The team’s video starts off with 3D, colorized renderings of a mouse brain at cellular resolution. About 25 seconds in, the video flashes to a bundle of nerve fibers called the fornix. Thanks to the wonders of fluorescent labeling combined with “tissue-clearing” and other innovative technologies, you can clearly see the round cell bodies of individual neurons, along with the long, arm-like axons that they use to send out signals and connect with other neurons to form signaling circuits. The human brain has nearly 100 trillion of these circuits and, when activated, they process incoming sensory information and provide outputs that lead to our thoughts, words, feelings, and actions.

As shown in the video, the nerve fibers of the fornix provide a major output pathway from the hippocampus, a region of the brain involved in memory.
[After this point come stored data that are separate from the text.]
use std::path::{Path, PathBuf};

use anyhow::Context;
use chrono::{DateTime, Utc};
use serde::{Deserialize, Serialize};
use uuid::Uuid;

use crate::error::{EngineError, Result};
use crate::stepcache::CacheMode;

/// One adapter selection in a job, by registry name.
#[derive(Debug, Clone, PartialEq, Serialize, Deserialize)]
pub struct AdapterSelection {
    pub name: String,
    #[serde(default = "default_adapter_scale")]
    pub scale: f32,
}

fn default_adapter_scale() -> f32 {
    1.0
}

/// Image/video references that steer a generation. All optional; which of
/// them a given architecture honors is the backend's business.
#[derive(Debug, Clone, Default, PartialEq, Serialize, Deserialize)]
pub struct Conditioning {
    #[serde(default, skip_serializing_if = "Option::is_none")]
    pub start_image: Option<PathBuf>,
    #[serde(default, skip_serializing_if = "Option::is_none")]
    pub end_image: Option<PathBuf>,
    #[serde(default, skip_serializing_if = "Option::is_none")]
    pub reference_image: Option<PathBuf>,
    #[serde(default, skip_serializing_if = "Option::is_none")]
    pub control_video: Option<PathBuf>,
    #[serde(default, skip_serializing_if = "Option::is_none")]
    pub mask_video: Option<PathBuf>,
}

impl Conditioning {
    pub fn is_empty(&self) -> bool {
        self.start_image.is_none()
            && self.end_image.is_none()
            && self.reference_image.is_none()
            && self.control_video.is_none()
            && self.mask_video.is_none()
    }
}

/// A frame forced into the clip at a fixed global index.
#[derive(Debug, Clone, PartialEq, Serialize, Deserialize)]
pub struct FrameInjection {
    pub frame: usize,
    pub image: PathBuf,
}

/// Everything needed to reproduce a generation run. Serialized flat so
/// exported settings files stay hand-editable; import of an exported
/// spec yields an equivalent run.
#[derive(Debug, Clone, PartialEq, Serialize, Deserialize)]
pub struct JobSpec {
    pub model: String,
    pub prompt: String,
    #[serde(default)]
    pub negative_prompt: String,
    pub frames: usize,
    pub width: usize,
    pub height: usize,
    #[serde(default = "default_steps")]
    pub steps: usize,
    #[serde(default = "default_guidance")]
    pub guidance: f32,
    #[serde(default)]
    pub seed: u64,
    #[serde(default = "default_window_size")]
    pub window_size: usize,
    #[serde(default = "default_window_overlap")]
    pub window_overlap: usize,
    #[serde(default)]
    pub cache: CacheMode,
    #[serde(default, skip_serializing_if = "Vec::is_empty")]
    pub adapters: Vec<AdapterSelection>,
    #[serde(default, skip_serializing_if = "Conditioning::is_empty")]
    pub conditioning: Conditioning,
    #[serde(default, skip_serializing_if = "Vec::is_empty")]
    pub injections: Vec<FrameInjection>,
}

fn default_steps() -> usize {
    30
}

fn default_guidance() -> f32 {
    5.0
}

fn default_window_size() -> usize {
    81
}

fn default_window_overlap() -> usize {
    16
}

impl JobSpec {
    pub fn validate(&self) -> Result<()> {
        if self.frames == 0 {
            return Err(EngineError::InvalidSettings(
                "frames must be at least 1".to_string(),
            ));
        }
        if self.width == 0 || self.height == 0 {
            return Err(EngineError::InvalidSettings(format!(
                "resolution {}x{} is not valid",
                self.width, self.height
            )));
        }
        if self.steps == 0 {
            return Err(EngineError::InvalidSettings(
                "steps must be at least 1".to_string(),
            ));
        }
        if self.window_size == 0 {
            return Err(EngineError::InvalidSettings(
                "window_size must be at least 1".to_string(),
            ));
        }
        if self.window_overlap >= self.window_size {
            return Err(EngineError::InvalidSettings(format!(
                "window_overlap {} must be smaller than window_size {}",
                self.window_overlap, self.window_size
            )));
        }
        if !self.guidance.is_finite() || self.guidance < 0.0 {
            return Err(EngineError::InvalidSettings(format!(
                "guidance {} is not valid",
                self.guidance
            )));
        }
        for adapter in &self.adapters {
            if !adapter.scale.is_finite() {
                return Err(EngineError::InvalidSettings(format!(
                    "adapter '{}' has a non-finite scale",
                    adapter.name
                )));
            }
        }
        if let CacheMode::Fixed { threshold } = self.cache {
            if !threshold.is_finite() || threshold < 0.0 {
                return Err(EngineError::InvalidSettings(format!(
                    "cache threshold {threshold} is not valid"
                )));
            }
        }
        if let CacheMode::Auto { target_speedup } = self.cache {
            if !target_speedup.is_finite() || target_speedup < 1.0 {
                return Err(EngineError::InvalidSettings(format!(
                    "cache target speedup {target_speedup} must be at least 1.0"
                )));
            }
        }
        for injection in &self.injections {
            if injection.frame >= self.frames {
                return Err(EngineError::InvalidSettings(format!(
                    "injected frame {} is outside the clip (0..{})",
                    injection.frame, self.frames
                )));
            }
        }
        Ok(())
    }

    /// Every filesystem path this job reads during preprocessing.
    pub fn conditioning_input_paths(&self) -> Vec<PathBuf> {
        let refs = &self.conditioning;
        [
            &refs.start_image,
            &refs.end_image,
            &refs.reference_image,
            &refs.control_video,
            &refs.mask_video,
        ]
        .into_iter()
        .flatten()
        .cloned()
        .chain(self.injections.iter().map(|i| i.image.clone()))
        .collect()
    }

    pub fn export_to_path(&self, path: &Path) -> anyhow::Result<()> {
        let json = serde_json::to_string_pretty(self)
            .context("Failed to serialize job settings")?;
        std::fs::write(path, json)
            .with_context(|| format!("Failed to write settings to {}", path.display()))?;
        Ok(())
    }

    pub fn import_from_path(path: &Path) -> anyhow::Result<Self> {
        let text = std::fs::read_to_string(path)
            .with_context(|| format!("Failed to read settings from {}", path.display()))?;
        let spec: Self = serde_json::from_str(&text)
            .with_context(|| format!("Failed to parse settings in {}", path.display()))?;
        Ok(spec)
    }
}

#[derive(Debug, Clone, Copy, PartialEq, Eq, Serialize, Deserialize)]
#[serde(rename_all = "snake_case")]
pub enum JobStatus {
    Queued,
    Running,
    Completed,
    Failed,
    Cancelled,
}

impl JobStatus {
    pub fn is_terminal(&self) -> bool {
        matches!(self, Self::Completed | Self::Failed | Self::Cancelled)
    }

    pub fn as_str(&self) -> &'static str {
        match self {
            Self::Queued => "queued",
            Self::Running => "running",
            Self::Completed => "completed",
            Self::Failed => "failed",
            Self::Cancelled => "cancelled",
        }
    }
}

#[derive(Debug, Clone, Copy, Default, PartialEq, Serialize, Deserialize)]
pub struct Progress {
    pub windows_total: usize,
    pub windows_done: usize,
    pub steps_total: usize,
    pub steps_done: usize,
    pub frames_emitted: usize,
}

/// Queue-visible snapshot of a job.
#[derive(Debug, Clone, Serialize, Deserialize)]
pub struct Job {
    pub id: Uuid,
    pub spec: JobSpec,
    pub status: JobStatus,
    pub progress: Progress,
    pub created_at: DateTime<Utc>,
    pub updated_at: DateTime<Utc>,
    #[serde(default, skip_serializing_if = "Option::is_none")]
    pub error: Option<String>,
    #[serde(default, skip_serializing_if = "Option::is_none")]
    pub output_path: Option<String>,
}

impl Job {
    pub fn new(spec: JobSpec) -> Self {
        let now = Utc::now();
        Self {
            id: Uuid::new_v4(),
            spec,
            status: JobStatus::Queued,
            progress: Progress::default(),
            created_at: now,
            updated_at: now,
            error: None,
            output_path: None,
        }
    }
}

#[cfg(test)]
mod tests {
    use super::*;

    fn spec() -> JobSpec {
        JobSpec {
            model: "wan-t2v-1.3b".to_string(),
            prompt: "a red fox running through snow".to_string(),
            negative_prompt: String::new(),
            frames: 180,
            width: 832,
            height: 480,
            steps: 30,
            guidance: 5.0,
            seed: 42,
            window_size: 100,
            window_overlap: 20,
            cache: CacheMode::Fixed { threshold: 0.15 },
            adapters: vec![AdapterSelection {
                name: "detail-enhancer".to_string(),
                scale: 0.8,
            }],
            conditioning: Conditioning {
                start_image: Some(PathBuf::from("refs/first.png")),
                ..Conditioning::default()
            },
            injections: vec![FrameInjection {
                frame: 90,
                image: PathBuf::from("refs/mid.png"),
            }],
        }
    }

    #[test]
    fn valid_spec_passes() {
        spec().validate().unwrap();
    }

    #[test]
    fn overlap_must_be_smaller_than_window() {
        let mut bad = spec();
        bad.window_overlap = bad.window_size;
        assert!(matches!(
            bad.validate().unwrap_err(),
            EngineError::InvalidSettings(_)
        ));
    }

    #[test]
    fn zero_frames_rejected() {
        let mut bad = spec();
        bad.frames = 0;
        assert!(bad.validate().is_err());
    }

    #[test]
    fn auto_cache_target_below_one_rejected() {
        let mut bad = spec();
        bad.cache = CacheMode::Auto {
            target_speedup: 0.5,
        };
        assert!(bad.validate().is_err());
    }

    #[test]
    fn export_import_round_trip() {
        let dir = tempfile::tempdir().unwrap();
        let path = dir.path().join("settings.json");
        let original = spec();
        original.export_to_path(&path).unwrap();

        let restored = JobSpec::import_from_path(&path).unwrap();
        assert_eq!(restored, original);
    }

    #[test]
    fn missing_optional_fields_take_defaults() {
        let json = r#"{
            "model": "wan-t2v-14b",
            "prompt": "dunes at sunset",
            "frames": 48,
            "width": 640,
            "height": 368
        }"#;
        let spec: JobSpec = serde_json::from_str(json).unwrap();
        assert_eq!(spec.steps, 30);
        assert_eq!(spec.window_size, 81);
        assert_eq!(spec.window_overlap, 16);
        assert_eq!(spec.cache, CacheMode::Off);
        assert!(spec.adapters.is_empty());
        assert!(spec.conditioning.is_empty());
        assert!(spec.injections.is_empty());
        spec.validate().unwrap();
    }

    #[test]
    fn injection_outside_clip_rejected() {
        let mut bad = spec();
        bad.injections[0].frame = bad.frames;
        assert!(matches!(
            bad.validate().unwrap_err(),
            EngineError::InvalidSettings(_)
        ));
    }

    #[test]
    fn terminal_statuses() {
        assert!(!JobStatus::Queued.is_terminal());
        assert!(!JobStatus::Running.is_terminal());
        assert!(JobStatus::Completed.is_terminal());
        assert!(JobStatus::Failed.is_terminal());
        assert!(JobStatus::Cancelled.is_terminal());
    }
}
Next, we travel to the brain’s neocortex, the outermost part of the brain that’s responsible for complex behaviors, and then move on to explore an intricate structure called the corticospinal tract, which carries motor commands to the spinal cord. The final stop is the olfactory tubercle —towards the base of the frontal lobe—a key player in odor processing and motivated behaviors.

Azevedo and his colleagues imaged the brain in this video in about 40 minutes using their imaging platform called the Translucence Biosystems’ Mesoscale Imaging System™. This process starts with a tissue-clearing method that eliminates light-scattering lipids, leaving the mouse brain transparent. From there, advanced light-sheet microscopy makes thin optical sections of the tissue, and 3D data processing algorithms reconstruct the image to high resolution.

Using this platform, researchers can take brain-wide snapshots of neuronal activity linked to a specific behavior. They can also use it to trace neural circuits that span various regions of the brain, allowing them to form new hypotheses about the brain’s connectivity and how such connectivity contributes to memory and behavior.

The video that you see here is a special, extended version of the team’s first-place video from the NIH-supported BRAIN Initiative’s 2020 “Show Us Your BRAINS!” imaging contest. Because of the great potential of this next-generation technology, Translucence Biosystems has received Small Business Innovation Research grants from NIH’s National Institute of Mental Health to disseminate its “brain-clearing” imaging technology to the neuroscience community.

As more researchers try out this innovative approach, one can only imagine how much more data will be generated to enhance our understanding of how the brain functions in health and disease. That is what will be truly spectacular for everyone working on new and better ways to help people suffering from Alzheimer’s disease, Parkinson’s disease, schizophrenia, autism, epilepsy, traumatic brain injury, depression, and so many other neurological and psychiatric disorders.

Wishing all of you a happy and healthy July Fourth!

Links:

Brain Research Through Advancing Innovative Neurotechnologies® (BRAIN) Initiative (NIH)

NIH National Research Service Award

Medical Scientist Training Program (National Institute of General Medical Sciences/NIH)

Small Business Innovation Research and Small Business Technology Transfer (NIH)

Translucence Biosystems (Irvine, CA)

Sunil Gandhi (University of California, Irvine)

Ricardo Azevedo (University of California, Irvine)

Video: iDISCO-cleared whole brain from a Thy1-GFP mouse (Translucence Biosystems)

Show Us Your BRAINs! Photo & Video Contest (Brain Initiative/NIH)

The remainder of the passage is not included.